El polifacético equipo local jugó un gran primer tiempo, en el que monopolizó la tenencia del balón, pero careció de profundidad en la segunda mitad y quedó expuesto en algunas situaciones en las que el débil Wolverhampton pudo haber igualado el marcador. Los Reds alcanzaron la tercera victoria consecutiva en la Premier y encadenaron el sexto partido al hilo sin derrotas.

De este modo, suman 32 puntos y ocupan momentáneamente el cuarto puesto en la tabla de posiciones.

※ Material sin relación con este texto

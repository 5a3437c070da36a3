use rapidl_core::ContentError;

#[derive(Debug, thiserror::Error)]
pub enum ClientError {
    #[error("invalid backend url {url}: {reason}")]
    InvalidBackendUrl { url: String, reason: String },

    #[error("request to backend failed: {0}")]
    Http(#[from] reqwest::Error),

    #[error("backend responded with status {status}")]
    Status { status: u16 },

    #[error(transparent)]
    Content(#[from] ContentError),
}

impl ClientError {
    /// True for transport failures that may succeed on a later attempt.
    ///
    /// Anything wrong with the returned bytes (schema, blob, timestamps) is terminal.
    pub fn is_retryable(&self) -> bool {
        match self {
            ClientError::Http(_) => true,
            ClientError::Status { status } => *status >= 500,
            ClientError::InvalidBackendUrl { .. } | ClientError::Content(_) => false,
        }
    }

    /// True when the backend could not be reached or answered with a server error.
    pub fn is_upstream_failure(&self) -> bool {
        matches!(self, ClientError::Http(_) | ClientError::Status { .. })
    }
}

pub type ClientResult<T> = std::result::Result<T, ClientError>;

Para los Wolves fue la 11ª caída en cadena y siguen al fondo de las posiciones con apenas 2 puntos en 18 presentaciones: 2 empates consecutivos, en la 6ª y 7ª fecha, contra Tottenham y Brighton.

En la próxima jornada, el actual campeón recibirá a Leeds el jueves 1 de enero de 2026, en tanto que Wolverhampton visitará a Manchester United el martes 30 de diciembre de este año.

Dominio absoluto de Liverpool en la primera mitad
A los 10 minutos, Liverpool tuvo la primera situación de riesgo real. Florian Wirtz metió un pase filtrado para Hugo Ekitiké: el francés, frenó. enganchó y pateó de derecha y la pelota, que hizo una parábola extraña, se estrelló en el poste izquierdo de la visita.

Wolverhampton, que solo atinó a sorprender de contra, avisó a los 16 minutos. Mateus Mané, que aguantó la pelota en la puerta del área ante el asedio de los marcadores, sacó un derechazo de rastrón que exigió una buena respuesta del brasileño Alisson.

Los Reds consiguieron la ventaja a los 41, con una genialidad neerlandesa. Jeremie Frimpong desbordó por derecha y, al llegar al fondo, tocó atrás para la llegada de Gravenberch, quien colocó un perfecto remate al primer palo, para romper finalmente la resistencia de un equipo replegado y sin mayores fisuras.

Un minuto después, el alemán Florian Wirtz puso el 2-0. Su primer gol en la Premier llegó con más juego asociado de un equipo que a esa altura estaba en su cumbre. Hugo Ekitiké metió un pase perfecto para la corrida del teutón, que rompió líneas y definió con un toquecito con la punta del botín, para filtrar la pelota a la izquierda del arquero.

La rápida reacción de Wolverhampton ante las flaquezas del campeón
Si bien parecía que Liverpool dominaría a voluntad, por lo mostrado en un primer tiempo de hegemonía con el balón, Wolverhampton le agregó suspenso al partido. A los 51 minutos, André pateó un córner desde la izquierda y Tolu Arokodare ganó en la altura: el nigeriano metió un gran cabezazo que Alisson salvó como pudo, aunque el rebote quedó dentro del área chica. Allí la encontró el uruguayo Santiago Bueno, quien no tuvo obstáculos para enviarla al fondo de la red, para dejar el marcador 1-2.

El local volvió a inquietar a los 60, con un córner ejecutado por Alexis Mac Allister. Cuando todos esperaban el centro del argentino, el 10 lanzó un pase de rastrón para la entrada de Wirtz, quien le dio con el pie abierto a una pelota que pasó cerca del poste izquierdo y movió la parte externa de la red de los Wolves.

Aunque siguió buscando ampliar la ventaja, Liverpool perdió fluidez y profundidad. Se hizo previsible y ni siquiera supo cómo lastimar a un rival que aún no ganó en esta temporada. La visita, en cambio, sacó pecho y buscó la heroica. A los 76, Tolu Arokodare volvió a ganar por arriba y generó intranquilidad en la parcialidad local.

A los 86 volvieron a encenderse las alarmas cuando Conor Bradley alcanzó a cerrar con lo justo un centro atrás que el colombiano Jhon Arias buscaba conectar dentro del área. En tiempo de descuento, Cody Gakpo tuvo la última para los Reds, pero su zurdazo pasó rozando el arco de José Sá.

Ya no había tiempo para sorpresas, pero tampoco para grandes festejos. Liverpool, que había hecho una primera mitad a toda orquesta, terminó desafinado, sin encontrar la melodía ni la armonía colectiva frente a un rival mucho más débil que terminó inquietando al campeón de la temporada pasada.